ARTS1691 - Definitions
- A description of the speaker's competence (e.g. a list constructed of all their knowledge)
- The competence of a speaker
- E.g. dindin, booboo.
- Aphasia
- Loss of ability to understand or express speech, due to brain damage
- Transition Network
- A graphical (network) representation of syntactic and semantic grammatical connections
- Reduplication
- The process of repeating part of a word or syllable with at most a slight modification. Often used in motherese.
- Agrammatic
- A form of speech aphasia which prevents you from speaking with correct grammar
- Alphabetic Language
- A language translated by ear.
- Brain
- All neurological structures above the spinal cord
- Calque
- A word translated from one language to another by literally translating each concept. E.g. Ubermensch to Superman.
- Collocation
- In frequency analysis, the return of appearances of multiple search terms together
- Concordance
- In frequency analysis, the return of search terms together with their immediate context
- Content Words
- Words with semantic context - nouns, verbs, adjectives, adverbs
- Elision
- The omission of a sound or syllable (often for purposes of sound flow)
- Epenthesis
- The addition of a sound or syllable (often for purposes of sound flow)
- Euphemisms
- Alternate, softer, words for taboo words.
- Function Words
- Words there purely for grammatical reasons - pronouns, prepositions, conjunctions
- Garden Path Sentences
- Anything designed to deliberately trick your mental parser into reading it wrong/confusingly
- Grammar
- Gyri
- The folded out tissue of the cerebral cortex
- Human Language Processing
- Area of linguistics concerned with how we use linguistic competence in production and comprehension of language.
- Interlinear Gloss
- Words written in between the lines of a text to comment on the text or its translations (e.g. metawriting).
- Intuition
- Conscious application of knowledge/competence (e.g. when you look at a sentence and conclude it is wrong, without knowing quite why).
- Kenning
- A metaphorical compound phrase (e.g. oar-steed = ship)
- Language
- a dialect with an army and a navy. I.e. the dialect spoken by those in power becomes the language.
- Lateralisation
- When a cognitive function takes place in only one hemisphere it is said to be lateralised.
- Linguistic Competence
- What we know (basically see above)
- Linguistic Determinism
- (Rubbish). The theory (Sapir-Whorf hypothesis) that our language controls how we understand our world.
- Linguistic Knowledge
- Knowledge of sound system, words and sentences+non-sentences
- Linguistic Performance
- How we use what we know in actual speech comprehension and production.
- Linguistic Relativism
- (Also rubbish). Weaker theory of linguistic determinism – speakers of different languages think about the world in different ways. Theories against this include bilinguality.
- Longitudinal Fissure
- the large fissure that runs from front to back of the cerebral cortex. It separates the left and right cerebral hemispheres.
- Metathesis
- Transposition of Sounds
- Morphology
- rules for word formation (e.g. “happiness” not “nesshappy”)
- Neurolinguistics
- Language and the Brain
- Orthographical
- A method of representing sounds of a language by transcribing them (essentially writing).
- Paleography
- The science of reading texts
- Phonology
- Rules for combining sounds into words (e.g. bat not abt)
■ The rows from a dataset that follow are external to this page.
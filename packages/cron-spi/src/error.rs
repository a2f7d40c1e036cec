//! Structured error types for asynchronous invocation.
//!
//! `AsyncError` provides pattern-matchable errors instead of generic `anyhow::Error`.
//!
//! # Propagation
//!
//! - `Initialization` and `Submission` surface immediately to the caller.
//! - `Invocation` is captured inside a [`FutureResult`](crate::FutureResult) and only
//!   surfaces to a caller of `get()`, with the original failure kept as `source()`.
//! - `Shutdown` is built for reporting and logged; strategies never return it.
//!
//! # Example
//!
//! ```ignore
//! match future.get_timeout(Duration::from_secs(1)) {
//!     Ok(value) => println!("got {value}"),
//!     Err(AsyncError::Timeout { .. }) => println!("still running"),
//!     Err(AsyncError::Invocation { source, .. }) => eprintln!("call failed: {source}"),
//!     Err(e) => eprintln!("{e}"),
//! }
//! ```

use std::error::Error as StdError;
use std::sync::Arc;
use std::time::Duration;

use thiserror::Error;

use crate::strategy::StrategyState;

/// Shared, cloneable failure cause recorded by a completed invocation.
pub type InvocationCause = Arc<dyn StdError + Send + Sync + 'static>;

/// Errors raised by strategies, future results and trigger support.
#[derive(Debug, Error)]
pub enum AsyncError {
    /// Backend resources could not be allocated while initialising a strategy.
    #[error("failed to initialise {strategy} strategy")]
    Initialization {
        strategy: &'static str,
        #[source]
        source: anyhow::Error,
    },

    /// Backend resources could not be released.
    #[error("failed to shut down {strategy} strategy")]
    Shutdown {
        strategy: &'static str,
        #[source]
        source: anyhow::Error,
    },

    /// The strategy is not accepting work in its current lifecycle state.
    #[error("{strategy} strategy is {state}, expected ready")]
    NotReady {
        strategy: &'static str,
        state: StrategyState,
    },

    /// The backend refused to accept the call.
    #[error("error invoking method asynchronously ({job})")]
    Submission {
        job: String,
        #[source]
        source: anyhow::Error,
    },

    /// The deferred call itself failed.
    #[error("asynchronous invocation '{desc}' failed")]
    Invocation {
        desc: String,
        #[source]
        source: InvocationCause,
    },

    /// The caller stopped waiting before the call completed.
    #[error("timed out after {waited:?} waiting for asynchronous result")]
    Timeout { waited: Duration },

    /// `run()` was called on a future result that already ran.
    #[error("asynchronous invocation '{desc}' was already run")]
    AlreadyRun { desc: String },

    /// No trigger supplies were stashed for the provider context.
    #[error("no trigger supplies stashed for {context}")]
    SuppliesNotFound { context: String },

    /// Stashed trigger supplies could not be decoded.
    #[error("trigger supplies stashed for {context} are invalid")]
    InvalidSupplies {
        context: String,
        #[source]
        source: serde_json::Error,
    },

    /// The base trigger support was asked to fire without supplies.
    #[error("trigger fired without supplies")]
    NoSupplies,
}

impl AsyncError {
    /// Returns `true` if this error means the caller gave up waiting
    /// while the underlying call may still be running.
    pub fn is_timeout(&self) -> bool {
        matches!(self, AsyncError::Timeout { .. })
    }

    /// Returns the original failure cause if this is an invocation failure.
    pub fn invocation_cause(&self) -> Option<&InvocationCause> {
        match self {
            AsyncError::Invocation { source, .. } => Some(source),
            _ => None,
        }
    }
}
//! Scheduler doubles for deterministic tests.
//!
//! [`ManualSchedulerFactory`] hands out [`ManualScheduler`]s that never fire
//! on their own. Tests call [`ManualScheduler::fire_pending`] to run every
//! scheduled job on the calling thread.

use std::sync::atomic::{AtomicBool, Ordering};
use std::sync::Arc;
use std::time::Duration;

use anyhow::{bail, Result};
use parking_lot::Mutex;
use tracing::warn;

use crate::scheduler::backend::{OneShotTrigger, Scheduler, SchedulerFactory, WorkerPool};
use crate::scheduler::job::{JobDetail, JobKey};
use crate::scheduler::job_store::RamJobStore;

#[derive(Debug, Clone, Copy, PartialEq, Eq, Default)]
enum Mode {
    #[default]
    Normal,
    Rejecting,
    FailingStart,
    FailingShutdown,
}

/// Factory recording every scheduler it creates.
#[derive(Clone, Default)]
pub struct ManualSchedulerFactory {
    mode: Mode,
    schedulers: Arc<Mutex<Vec<Arc<ManualScheduler>>>>,
}

impl ManualSchedulerFactory {
    pub fn new() -> Self {
        Self::default()
    }

    /// Schedulers that refuse every job.
    pub fn rejecting() -> Self {
        Self::with_mode(Mode::Rejecting)
    }

    /// Schedulers whose `start` fails.
    pub fn failing_start() -> Self {
        Self::with_mode(Mode::FailingStart)
    }

    /// Schedulers whose `shutdown` fails after releasing their jobs.
    pub fn failing_shutdown() -> Self {
        Self::with_mode(Mode::FailingShutdown)
    }

    fn with_mode(mode: Mode) -> Self {
        Self {
            mode,
            ..Self::default()
        }
    }

    pub fn schedulers(&self) -> Vec<Arc<ManualScheduler>> {
        self.schedulers.lock().clone()
    }

    pub fn scheduler(&self, name: &str) -> Option<Arc<ManualScheduler>> {
        self.schedulers
            .lock()
            .iter()
            .find(|s| s.name == name)
            .cloned()
    }
}

impl SchedulerFactory for ManualSchedulerFactory {
    fn create_scheduler(
        &self,
        name: &str,
        instance_id: &str,
        pool: WorkerPool,
        store: Arc<RamJobStore>,
    ) -> Result<Arc<dyn Scheduler>> {
        let scheduler = Arc::new(ManualScheduler {
            name: name.to_string(),
            instance_id: instance_id.to_string(),
            pool,
            store,
            mode: self.mode,
            started: AtomicBool::new(false),
            shut_down: AtomicBool::new(false),
            queue: Mutex::new(Vec::new()),
        });
        self.schedulers.lock().push(Arc::clone(&scheduler));

        let handle: Arc<dyn Scheduler> = scheduler;
        Ok(handle)
    }
}

/// Scheduler that queues jobs until told to fire them.
pub struct ManualScheduler {
    name: String,
    instance_id: String,
    pool: WorkerPool,
    store: Arc<RamJobStore>,
    mode: Mode,
    started: AtomicBool,
    shut_down: AtomicBool,
    queue: Mutex<Vec<(JobKey, OneShotTrigger)>>,
}

impl ManualScheduler {
    pub fn instance_id(&self) -> &str {
        &self.instance_id
    }

    pub fn pool(&self) -> &WorkerPool {
        &self.pool
    }

    pub fn is_started(&self) -> bool {
        self.started.load(Ordering::SeqCst)
    }

    pub fn is_shut_down(&self) -> bool {
        self.shut_down.load(Ordering::SeqCst)
    }

    pub fn scheduled_count(&self) -> usize {
        self.queue.lock().len()
    }

    pub fn scheduled_keys(&self) -> Vec<JobKey> {
        self.queue.lock().iter().map(|(key, _)| key.clone()).collect()
    }

    pub fn scheduled_delays(&self) -> Vec<Duration> {
        self.queue.lock().iter().map(|(_, trigger)| trigger.delay()).collect()
    }

    /// Fire every queued job on the calling thread, ignoring delays.
    ///
    /// Returns how many jobs executed successfully.
    pub fn fire_pending(&self) -> usize {
        let queued = std::mem::take(&mut *self.queue.lock());
        let mut fired = 0;
        for (key, _) in queued {
            match self.store.fire(&key, &self.name) {
                Ok(()) => fired += 1,
                Err(e) => warn!(job = %key, error = %e, "manual job failed"),
            }
        }
        fired
    }
}

impl Scheduler for ManualScheduler {
    fn name(&self) -> &str {
        &self.name
    }

    fn start(&self) -> Result<()> {
        if self.mode == Mode::FailingStart {
            bail!("scheduler {} refused to start", self.name);
        }
        self.started.store(true, Ordering::SeqCst);
        Ok(())
    }

    fn schedule_job(&self, detail: JobDetail, trigger: OneShotTrigger) -> Result<()> {
        if self.mode == Mode::Rejecting {
            bail!("scheduler {} rejected job {}", self.name, detail.key());
        }
        if self.is_shut_down() {
            bail!("scheduler {} is shut down", self.name);
        }

        let key = detail.key().clone();
        self.store.store_job(detail)?;
        self.queue.lock().push((key, trigger));
        Ok(())
    }

    fn shutdown(&self) -> Result<()> {
        self.shut_down.store(true, Ordering::SeqCst);
        self.queue.lock().clear();
        self.store.clear();

        if self.mode == Mode::FailingShutdown {
            bail!("scheduler {} failed to shut down", self.name);
        }
        Ok(())
    }
}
- Psycholinguistic Processing
- the area of linguistics concerned with how we use linguistic competence in production and comprehension of language
- Psycholinguistics
- Language and the Mind
- Referentiality
- The ability to talk about things that aren't there. This distinguishes human language from others (except bees)
- Retronyms
- words combined to create a more clarified meaning of a phrase, based on differentiation from more common meanings.
- Semantics
- Rules for assigning meaning (agreed upon convention)
- Slang
- colloquial use of language.
- Sound System
- Knowledge of sounds within the language, and what sounds can start words, end words, and follow other sounds.
- Sulci
- The folded in tissue of the cerebral cortex
- Superstratum
- The language of the imposing nation/group of people.
- Syntax
- Rules for combining words → phrases → sentences (e.g. “the boy” not “boy the”)
- Taboo
- Acts that are forbidden, or at the least to be avoided. Sometimes referential words take on these taboo properties.
- The Great Eskimo Vocabulary Hoax
- that the eskimoes have 234923490234 words for snow, which is wrong but also kind of irrelevant – English speakers who spend time in snow (skiers etc) have just as many words.
- Universals
- The features all languages have in common
- Words (knowledge thereof)
- Knowledge of the sound sequences that make up concepts and meanings, and of the arbitrary relationship between them (sounds and meanings).